**DATA IN THIS EXERCISE**
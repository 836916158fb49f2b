//! End-to-end tests for `hetu-release license`.

mod common;

use assert_cmd::cargo::cargo_bin_cmd;
use common::*;
use predicates::prelude::*;
use tempfile::TempDir;

const INVENTORY: &str = r#"[
  {"name": "clap", "version": "4.5.20", "repository": "https://github.com/clap-rs/clap", "license": "MIT OR Apache-2.0"},
  {"name": "aho-corasick", "version": "1.1.3", "repository": "https://github.com/BurntSushi/aho-corasick", "license": "Unlicense OR MIT"}
]"#;

#[test]
fn test_license_from_inventory_file() {
    let temp = TempDir::new().unwrap();
    let root = temp.path();
    write(root, "licenses.json", INVENTORY);

    let mut cmd = cargo_bin_cmd!("hetu-release");
    cmd.arg("license")
        .arg("--input")
        .arg("licenses.json")
        .env("NO_COLOR", "1")
        .current_dir(root)
        .assert()
        .success()
        .stdout(predicate::str::contains("2 dependencies"));

    let text = read(root, "LICENSE.txt");
    assert!(text.contains("Copyright 2021 HetuDB."));
    assert!(text.contains("### clap 4.5.20\n* source: [https://github.com/clap-rs/clap](https://github.com/clap-rs/clap)\n* license: MIT OR Apache-2.0\n"));

    // Inventory order is kept.
    assert!(text.find("### clap").unwrap() < text.find("### aho-corasick").unwrap());
}

#[test]
fn test_license_custom_output() {
    let temp = TempDir::new().unwrap();
    let root = temp.path();
    write(root, "licenses.json", INVENTORY);

    let mut cmd = cargo_bin_cmd!("hetu-release");
    cmd.arg("license")
        .args(["--input", "licenses.json", "--output", "THIRD_PARTY.md"])
        .current_dir(root)
        .assert()
        .success();

    assert!(read(root, "THIRD_PARTY.md").contains("### aho-corasick 1.1.3\n"));
    assert!(!root.join("LICENSE.txt").exists());
}

#[test]
fn test_license_bad_inventory() {
    let temp = TempDir::new().unwrap();
    let root = temp.path();
    write(root, "licenses.json", "{ not json");

    let mut cmd = cargo_bin_cmd!("hetu-release");
    cmd.arg("license")
        .args(["--input", "licenses.json"])
        .current_dir(root)
        .assert()
        .failure()
        .stderr(predicate::str::contains("JSON error"));

    assert!(!root.join("LICENSE.txt").exists());
}
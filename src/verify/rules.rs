//! Validation rules for versions, package names and registry paths.
//!
//! Pure functions with no I/O or side effects.

use crate::error::{ReleaseError, Result};
use std::path::{Component, Path};

const MAX_PACKAGE_NAME_LENGTH: usize = 64;

/// Validates a release version string.
///
/// No semantic-version parsing happens here. The string is written verbatim
/// into manifests and documentation, so only characters that would corrupt
/// a quoted TOML value or a single documentation line are rejected.
///
/// ## Rules
/// - Not empty
/// - No whitespace
/// - No `"`, `'` or `\`
/// - No control characters
pub fn validate_version(version: &str) -> Result<()> {
    if version.is_empty() {
        return Err(ReleaseError::InvalidVersion(
            version.to_string(),
            "cannot be empty".to_string(),
        ));
    }

    for (idx, ch) in version.chars().enumerate() {
        if ch.is_whitespace() {
            return Err(ReleaseError::InvalidVersion(
                version.to_string(),
                format!("whitespace at position {}", idx),
            ));
        }

        if ch.is_control() || matches!(ch, '"' | '\'' | '\\') {
            return Err(ReleaseError::InvalidVersion(
                version.to_string(),
                format!("invalid character '{}' at position {}", ch.escape_default(), idx),
            ));
        }
    }

    Ok(())
}

/// Validates a registry package name against Cargo rules.
///
/// ## Rules
/// - 1-64 ASCII characters
/// - Starts with a letter or `_`
/// - Contains only `[a-zA-Z0-9_-]`
/// - Cannot end with `-`
pub fn validate_package_name(name: &str) -> Result<()> {
    let first = name.chars().next().ok_or_else(|| {
        ReleaseError::InvalidName(name.to_string(), "cannot be empty".to_string())
    })?;

    if name.len() > MAX_PACKAGE_NAME_LENGTH {
        return Err(ReleaseError::InvalidName(
            name.to_string(),
            format!(
                "exceeds {} chars (has {})",
                MAX_PACKAGE_NAME_LENGTH,
                name.len()
            ),
        ));
    }

    if !first.is_ascii_alphabetic() && first != '_' {
        return Err(ReleaseError::InvalidName(
            name.to_string(),
            "must start with letter or underscore".to_string(),
        ));
    }

    for (idx, ch) in name.chars().enumerate() {
        if !ch.is_ascii_alphanumeric() && ch != '_' && ch != '-' {
            return Err(ReleaseError::InvalidName(
                name.to_string(),
                format!("invalid character '{}' at position {}", ch, idx),
            ));
        }
    }

    if name.ends_with('-') {
        return Err(ReleaseError::InvalidName(
            name.to_string(),
            "cannot end with hyphen".to_string(),
        ));
    }

    if name.chars().any(|c| c.is_ascii_uppercase()) {
        log::warn!(
            "'{}' has uppercase (convention: lowercase-with-hyphens)",
            name
        );
    }

    Ok(())
}

/// Validates a manifest path taken from a registry file.
///
/// Registry paths are resolved against the repository root, so they must be
/// relative and must not climb out of it.
pub fn validate_manifest_path(path: &Path) -> std::result::Result<(), String> {
    if path.as_os_str().is_empty() {
        return Err("path cannot be empty".to_string());
    }

    if path.is_absolute() || path.has_root() {
        return Err(format!(
            "'{}' must be relative to the repository root",
            path.display()
        ));
    }

    if path.components().any(|c| c == Component::ParentDir) {
        return Err(format!(
            "'{}' cannot navigate outside the repository root",
            path.display()
        ));
    }

    Ok(())
}
#![doc = include_str!("../README.md")]

pub mod cargo;
pub mod cli;
pub mod error;
pub mod fs;
pub mod license;
pub mod registry;
pub mod rewrite;
pub mod steps;
pub mod verify;

pub use error::*;

pub const VERSION: &str = env!("CARGO_PKG_VERSION");

pub fn run() -> Result<()> {
    use clap::Parser;
    use cli::ReleaseCommand;

    let cli = cli::ReleaseCli::parse();
    match cli.command {
        ReleaseCommand::Bump(args) => steps::bump::execute(args),
        ReleaseCommand::License(args) => steps::license::execute(args),
    }
}
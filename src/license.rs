//! Third-party license attribution.
//!
//! Turns the dependency inventory reported by `cargo license --json` into a
//! single attribution document: a fixed license preamble followed by one
//! block per dependency, in inventory order.

use crate::error::{ReleaseError, Result};
use serde::Deserialize;
use std::path::Path;
use std::process::Command;

const PREAMBLE: &str = r#"
  Copyright 2021 HetuDB.

  Licensed under the Apache License, Version 2.0 (the "License");
  you may not use this file except in compliance with the License.
  You may obtain a copy of the License at

      http://www.apache.org/licenses/LICENSE-2.0

  Unless required by applicable law or agreed to in writing, software
  distributed under the License is distributed on an "AS IS" BASIS,
  WITHOUT WARRANTIES OR CONDITIONS OF ANY KIND, either express or implied.
  See the License for the specific language governing permissions and
  limitations under the License
"#;

const SEPARATOR: &str = "------------------\n\n";

/// One third-party crate as reported by cargo-license.
#[derive(Debug, Clone, PartialEq, Eq, Deserialize)]
pub struct LicenseEntry {
    pub name: String,
    pub version: String,
    #[serde(default)]
    pub license: Option<String>,
    #[serde(default)]
    pub repository: Option<String>,
}

/// Parses a cargo-license JSON inventory.
pub fn parse_inventory(json: &str) -> Result<Vec<LicenseEntry>> {
    Ok(serde_json::from_str(json)?)
}

/// Runs cargo-license and parses its inventory.
///
/// Build and dev dependencies are excluded.
pub fn collect_inventory(manifest_path: Option<&Path>) -> Result<Vec<LicenseEntry>> {
    let mut cmd = Command::new("cargo");
    cmd.args([
        "license",
        "--avoid-build-deps",
        "--avoid-dev-deps",
        "--do-not-bundle",
        "--json",
    ]);
    if let Some(path) = manifest_path {
        cmd.arg("--manifest-path").arg(path);
    }

    log::debug!("Running {:?}", cmd);

    let output = cmd.output().map_err(|e| {
        ReleaseError::LicenseTool(format!(
            "could not run `cargo license` ({}). Install it with `cargo install cargo-license`",
            e
        ))
    })?;

    if !output.status.success() {
        return Err(ReleaseError::LicenseTool(
            String::from_utf8_lossy(&output.stderr).trim().to_string(),
        ));
    }

    parse_inventory(&String::from_utf8_lossy(&output.stdout))
}

/// Renders the attribution document.
pub fn render_attribution(entries: &[LicenseEntry]) -> String {
    let mut result = String::from(PREAMBLE);
    result.push('\n');
    result.push_str(SEPARATOR);
    result.push_str("This software is built and contains the following software:\n\n");
    result.push_str(
        "(automatically generated via [cargo-license](https://crates.io/crates/cargo-license))\n\n",
    );

    for entry in entries {
        result.push_str(SEPARATOR);
        result.push_str(&format!("### {} {}\n", entry.name, entry.version));
        match &entry.repository {
            Some(repo) => result.push_str(&format!("* source: [{}]({})\n", repo, repo)),
            None => result.push_str("* source: unknown\n"),
        }
        result.push_str(&format!(
            "* license: {}\n\n",
            entry.license.as_deref().unwrap_or("unknown")
        ));
    }

    result
}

**WHAT YOU NEED TO DO**
In the data above, find the line that contains "for (idx, ch) in version.chars().enumerate()" and the line that contains "if ch.is_control() ||". Repeat exactly those lines and every line between them, and only those.

**OUTPUT BELOW**
    for (idx, ch) in version.chars().enumerate() {
        if ch.is_whitespace() {
            return Err(ReleaseError::InvalidVersion(
                version.to_string(),
                format!("whitespace at position {}", idx),
            ));
        }

        if ch.is_control() || matches!(ch, '"' | '\'' | '\\') {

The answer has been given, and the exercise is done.